To engage a more diverse audience, Smirnoff takes inspiration from the NFL
The vodka brand’s latest campaign looks to satisfy parent company Diageo’s lofty diversity agenda.
Smirnoff has launched one of its biggest campaigns in recent history with ‘We Do We’, a global brand platform that will play out through various music and sport partnerships.
Stephanie Jacoby, global senior vice-president and brand director at Smirnoff, told The Drum that the work will fuel its agenda to be more diverse in its advertising. “Music is a place that culturally gives a voice to inclusivity and representation all over the world,” she says.
As part of the ‘We Do We’ media plan, Smirnoff will sponsor The BET Awards, strengthened its partnership with Spotify with a focus on empowering women in music across Latin America and extend its tie-up with Billboard for its US and Latin America awards.
Jacoby likened it to the all-encompassing strategy employed by brands like the NFL, saying she hopes Smirnoff will have the same uniting power. “The NFL in the US has a really big platform that brings lots of consumers together and it’s traveling more and more around the world,” she says. “We know that the NFL audience is an increasingly diverse consumer”.
The ‘We do We’ campaign is Smirnoff’s biggest global platform in years dropping in over 20 markets.
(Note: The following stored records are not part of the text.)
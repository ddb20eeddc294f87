//! Collection keys.
//!
//! A key is either an integer index or a string. Strings holding a canonical
//! integer (`"0"`, `"42"`, `"-7"`) are stored as indexes so that `"1"` and `1`
//! address the same entry.

use serde::de::{self, Deserializer, Visitor};
use serde::ser::Serializer;
use serde::{Deserialize, Serialize};
use std::fmt;

/// Key of a [`Collection`](super::collection::Collection) entry.
#[derive(Debug, Clone, PartialEq, Eq, Hash, PartialOrd, Ord)]
pub enum Key {
    /// Integer index, the implicit key of list entries
    Index(i64),
    /// Any non-integer string
    Str(String),
}

impl Key {
    /// Returns the integer index, if this is an index key.
    #[inline]
    pub fn as_index(&self) -> Option<i64> {
        match self {
            Key::Index(i) => Some(*i),
            Key::Str(_) => None,
        }
    }

    /// Returns the string, if this is a string key.
    #[inline]
    pub fn as_str(&self) -> Option<&str> {
        match self {
            Key::Index(_) => None,
            Key::Str(s) => Some(s),
        }
    }

    /// Checks if this is an index key.
    #[inline]
    pub fn is_index(&self) -> bool {
        matches!(self, Key::Index(_))
    }
}

/// Parses `s` as an index only when it is the canonical decimal rendering of
/// an `i64`. Leading zeros, a plus sign, `-0`, whitespace and overflow keep the
/// string as-is.
fn canonical_index(s: &str) -> Option<i64> {
    let digits = s.strip_prefix('-').unwrap_or(s);
    if digits.is_empty() || !digits.bytes().all(|b| b.is_ascii_digit()) {
        return None;
    }
    if digits.len() > 1 && digits.starts_with('0') {
        return None;
    }
    if digits == "0" && s.len() != digits.len() {
        return None;
    }
    s.parse().ok()
}

impl From<&str> for Key {
    #[inline]
    fn from(s: &str) -> Self {
        match canonical_index(s) {
            Some(i) => Key::Index(i),
            None => Key::Str(s.to_owned()),
        }
    }
}

impl From<String> for Key {
    #[inline]
    fn from(s: String) -> Self {
        match canonical_index(&s) {
            Some(i) => Key::Index(i),
            None => Key::Str(s),
        }
    }
}

impl From<&String> for Key {
    #[inline]
    fn from(s: &String) -> Self {
        Key::from(s.as_str())
    }
}

impl From<&Key> for Key {
    #[inline]
    fn from(key: &Key) -> Self {
        key.clone()
    }
}

impl From<i64> for Key {
    #[inline]
    fn from(i: i64) -> Self {
        Key::Index(i)
    }
}

impl From<i32> for Key {
    #[inline]
    fn from(i: i32) -> Self {
        Key::Index(i64::from(i))
    }
}

impl From<u32> for Key {
    #[inline]
    fn from(i: u32) -> Self {
        Key::Index(i64::from(i))
    }
}

impl From<u64> for Key {
    #[inline]
    fn from(i: u64) -> Self {
        i64::try_from(i)
            .map(Key::Index)
            .unwrap_or_else(|_| Key::Str(i.to_string()))
    }
}

impl From<usize> for Key {
    #[inline]
    fn from(i: usize) -> Self {
        i64::try_from(i)
            .map(Key::Index)
            .unwrap_or_else(|_| Key::Str(i.to_string()))
    }
}

impl fmt::Display for Key {
    fn fmt(&self, f: &mut fmt::Formatter<'_>) -> fmt::Result {
        match self {
            Key::Index(i) => write!(f, "{i}"),
            Key::Str(s) => f.write_str(s),
        }
    }
}

// Serde Support
impl Serialize for Key {
    fn serialize<S: Serializer>(&self, ser: S) -> Result<S::Ok, S::Error> {
        match self {
            Key::Index(i) => ser.serialize_i64(*i),
            Key::Str(s) => ser.serialize_str(s),
        }
    }
}

impl<'de> Deserialize<'de> for Key {
    fn deserialize<D: Deserializer<'de>>(de: D) -> Result<Self, D::Error> {
        struct KeyVisitor;
        impl Visitor<'_> for KeyVisitor {
            type Value = Key;
            fn expecting(&self, f: &mut fmt::Formatter<'_>) -> fmt::Result {
                f.write_str("an integer or a string")
            }

            #[inline]
            fn visit_i64<E: de::Error>(self, v: i64) -> Result<Self::Value, E> {
                Ok(Key::Index(v))
            }

            #[inline]
            fn visit_u64<E: de::Error>(self, v: u64) -> Result<Self::Value, E> {
                Ok(Key::from(v))
            }

            #[inline]
            fn visit_str<E: de::Error>(self, v: &str) -> Result<Self::Value, E> {
                Ok(Key::from(v))
            }

            #[inline]
            fn visit_string<E: de::Error>(self, v: String) -> Result<Self::Value, E> {
                Ok(Key::from(v))
            }
        }

        de.deserialize_any(KeyVisitor)
    }
}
It’s the first work to come out of McCann New York after Smirnoff appointed it as its global agency of record. To ensure on and off-screen diversity Smirnoff recruited the London/LA collective ManvsMachine to direct and produce the key campaign assets.
“It feels really great to get out there with a big global message that we know is going to resonate really strongly from Brazil to the US to GB to Brazil, to Colombia to India,” Jacoby says.
Jacoby’s media strategy is in keeping with Diageo’s wider ambition to invest in media partners that are driving diversity and inclusion. Diageo plans to spend 15% of its global media investment on diverse voices and media by 2030. The company has already gone some way to achieving this in 2022 having spent $527m on diverse-owned suppliers – 65% more than the year before.
Diageo’s global chief marketing officer Cristina Diezhandino has previously told The Drum it’s a “hard” goal to achieve because it requires several initiatives, external help and training. “It’s not just a matter of will.” Jacoby echoed Diezandino’s thought when she said: “We are still very much on a journey and it’s still very much a process”.
Diageo thinks of diverse media in two ways, Jacoby explains, looking at media platforms that are diverse-owned, as well as bigger, more mainstream media platforms that champion diverse stories and representation. “It’s really about solving it both ways to get to the scale that a brand like Smirnoff needs,” she adds.
Suggested newsletters for you
Brief behind ‘We Do We’
The end of the Covid lockdown years inspired the campaign, Jacoby explains. “It feels like coming out of a time when we’ve been more apart than together, that rallying cry felt really right and really timely,” she says. “That time apart left us craving time together more than ever before and really realizing how fundamentally important that is to our happiness.”
Color is an essential part of the creative, Jacoby adds: “It just felt like the right time for us to come out with a message that is both joyful and full of vibrancy and color.”
Balancing the local and global was essential to ensure the campaign was representative. “When we think about being in culture, which I mentioned, was so important to what Smirnoff does, the ability to really localize what we do, we mean in markets around the world, and for those markets to be able to activate that in meaningful ways and then amplify, through social media.
In the UK for example, the ‘We do We’ platform is running as ‘We do Us’. “There is a unique colloquialism in British language around ‘We do We’, and so ‘We do Us’ was felt to be a much clearer articulation of the intention behind the message.
“In a world where we’re constantly told to focus on ourselves, it’s becoming more apparent that we’re all yearning to be part of something bigger,” Jacoby concludes. “‘We Do We’ is our rallying cry to embrace the power of the collective.”